Commonly referred to as “urgent care clinics,” the number of walk-in health care centers has blossomed from a few in the early 1980s to 12,700 nationwide today, says William Wenmark, president of the National Assoiation for Ambulatory Care, based in Minneapolis.

The growth of such clinics is a direct reflection of managed care’s entrance into the health care industry, Wenmark says.

Because most of the clinics accept cash and checks, as well as managed care plans and traditional fee for service payments, they are attractive to patients who aren’t covered by insurance plans, or whose plans won’t cover certain treatments, Wenmark says.

“Were seeing that portion of the practice growing,” Wenmark says. “That portion that pays with cash, check and credit cards are actually patients with [health maintenance organization] cards.
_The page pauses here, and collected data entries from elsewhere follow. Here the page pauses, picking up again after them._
//! service::lifecycle
//!
//! Creating repositories: init, clone, and connecting an existing
//! repository to a remote.

use std::fs;
use std::path::Path;

use super::{existing_ancestor, remove_created, RepoService};
use crate::auth::DeployKeyPair;
use crate::core::ops::LockMode;
use crate::core::paths::check_repo_path;
use crate::core::types::{BranchName, RepoSuffix};
use crate::git::transport::{self, RemoteSession};
use crate::git::{Git, GitError};

impl RepoService {
    /// Initialize a repository at `path` unless one is already there.
    ///
    /// Returns `true` when a repository was created and `false`, without
    /// touching anything, when `path` already holds one.
    ///
    /// # Errors
    ///
    /// - [`GitError::InvalidInput`] if `path` is relative or has `..` segments
    /// - [`GitError::Filesystem`] if the directory cannot be created
    pub fn create_new_repository(&self, path: &Path) -> Result<bool, GitError> {
        check_repo_path(path)?;
        let span = tracing::info_span!("create_repository", path = %path.display());
        let _enter = span.enter();
        let _locks = self.lock_one(path, LockMode::Exclusive)?;

        if Git::exists_at(path) {
            tracing::debug!("repository already exists");
            return Ok(false);
        }

        let branch = self.config.initial_branch();
        fs::create_dir_all(path).map_err(|e| GitError::filesystem(path, e))?;
        let git = Git::init(path, &branch)?;
        git.record_default_branch(&branch)?;

        tracing::info!(branch = %branch, "repository created");
        Ok(true)
    }

    /// Clone `remote_url` into the application's default path.
    ///
    /// Returns the default branch: the remote's, or the configured initial
    /// branch when the remote is empty. On failure every directory the clone
    /// created is removed.
    ///
    /// # Errors
    ///
    /// - [`GitError::UnsupportedRemoteScheme`] for non-ssh urls
    /// - [`GitError::Filesystem`] if the target exists and is not empty
    /// - [`GitError::Authentication`], [`GitError::InvalidRemote`],
    ///   [`GitError::Transport`] or [`GitError::Timeout`] from the transfer
    pub fn clone_application(
        &self,
        suffix: &RepoSuffix,
        remote_url: &str,
        keys: &DeployKeyPair,
    ) -> Result<BranchName, GitError> {
        let span = tracing::info_span!(
            "clone_application",
            tenant = %suffix.tenant(),
            app = %suffix.app(),
            key = %keys.fingerprint(),
        );
        let _enter = span.enter();

        let url = self.transport.parse_url(remote_url)?;
        let target = self.paths.default_path(suffix);
        let _locks = self.lock_one(&target, LockMode::Exclusive)?;

        let preexisting = target.exists();
        if preexisting && !is_empty_dir(&target)? {
            return Err(GitError::Filesystem {
                path: target,
                message: "target directory is not empty".to_string(),
            });
        }
        let stop = existing_ancestor(&target);

        let session = RemoteSession::new(
            self.transport.as_ref(),
            &url,
            Some(keys),
            self.network_deadline(),
        );
        let result = transport::clone_into(&session, &target, self.config.remote_name())
            .and_then(|git| self.settle_clone(&git));

        match result {
            Ok(branch) => {
                tracing::info!(branch = %branch, "application cloned");
                Ok(branch)
            }
            Err(e) => {
                tracing::warn!(error = %e, kind = e.kind(), "clone failed, removing target");
                if preexisting {
                    clear_dir(&target);
                } else {
                    remove_created(&target, &stop);
                }
                Err(e)
            }
        }
    }

    /// Record the default branch of a fresh clone.
    fn settle_clone(&self, git: &Git) -> Result<BranchName, GitError> {
        let branch = if git.is_unborn() && git.list_branches()?.is_empty() {
            let initial = self.config.initial_branch();
            git.set_head(&initial)?;
            initial
        } else {
            git.head_branch()?
                .ok_or_else(|| GitError::Internal("clone left a detached HEAD".to_string()))?
        };
        git.record_default_branch(&branch)?;
        Ok(branch)
    }

    /// Connect the repository at `path` to `remote_url`.
    ///
    /// The remote is contacted with the key pair first, without transferring
    /// history; the remote is only recorded once that succeeds. Returns the
    /// remote's default branch, or the local branch when the remote is
    /// empty. Connecting again to the same url is a no-op apart from the
    /// connection check.
    ///
    /// # Errors
    ///
    /// - [`GitError::AlreadyConnected`] if a different origin is configured
    /// - [`GitError::NotARepo`] if `path` holds no repository
    /// - the transport errors of [`RepoService::clone_application`]
    pub fn connect_application(
        &self,
        path: &Path,
        remote_url: &str,
        keys: &DeployKeyPair,
    ) -> Result<BranchName, GitError> {
        check_repo_path(path)?;
        let span = tracing::info_span!(
            "connect_application",
            path = %path.display(),
            key = %keys.fingerprint(),
        );
        let _enter = span.enter();

        let url = self.transport.parse_url(remote_url)?;
        let _locks = self.lock_one(path, LockMode::Exclusive)?;
        let git = Git::open(path)?;

        let remote_name = self.config.remote_name();
        let existing = git.remote_url(remote_name)?;
        if let Some(existing) = &existing {
            if existing != url.as_str() {
                return Err(GitError::AlreadyConnected {
                    existing: existing.clone(),
                });
            }
        }

        let session = RemoteSession::new(
            self.transport.as_ref(),
            &url,
            Some(keys),
            self.network_deadline(),
        );
        let advertised = transport::probe(&session, &git)?;

        if existing.is_none() {
            git.add_remote(remote_name, url.as_str())?;
        }
        let local = self.default_branch_of(&git)?;
        if git.recorded_default_branch()?.is_none() {
            git.record_default_branch(&local)?;
        }

        let branch = advertised.unwrap_or(local);
        tracing::info!(branch = %branch, "application connected");
        Ok(branch)
    }
}

fn is_empty_dir(path: &Path) -> Result<bool, GitError> {
    if !path.is_dir() {
        return Ok(false);
    }
    let mut entries = fs::read_dir(path).map_err(|e| GitError::filesystem(path, e))?;
    Ok(entries.next().is_none())
}

/// Empty a directory that existed before the operation, keeping the directory.
fn clear_dir(path: &Path) {
    let Ok(entries) = fs::read_dir(path) else {
        return;
    };
    for entry in entries.flatten() {
        let entry_path = entry.path();
        let result = if entry_path.is_dir() {
            fs::remove_dir_all(&entry_path)
        } else {
            fs::remove_file(&entry_path)
        };
        if let Err(e) = result {
            tracing::warn!(path = %entry_path.display(), error = %e, "cleanup failed");
        }
    }
}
They can see us for $32 and pay it out of their own pocket.

“In ambulatory care, were affordable,” he says.

The clinics are an evolution of traditional health care, where patients make appointments to see physicians between 8 a.m. and 5 p.m., Wenmark says.

“That more traditional practice of medicine is important but limited,” he says. “We’re the modern version of the old country physician. We can take care of your flu, bump or bruise, or your lacerations after 5 p.m.”

 

From the January 26-Feb. 1, 1996, Austin Business Journal.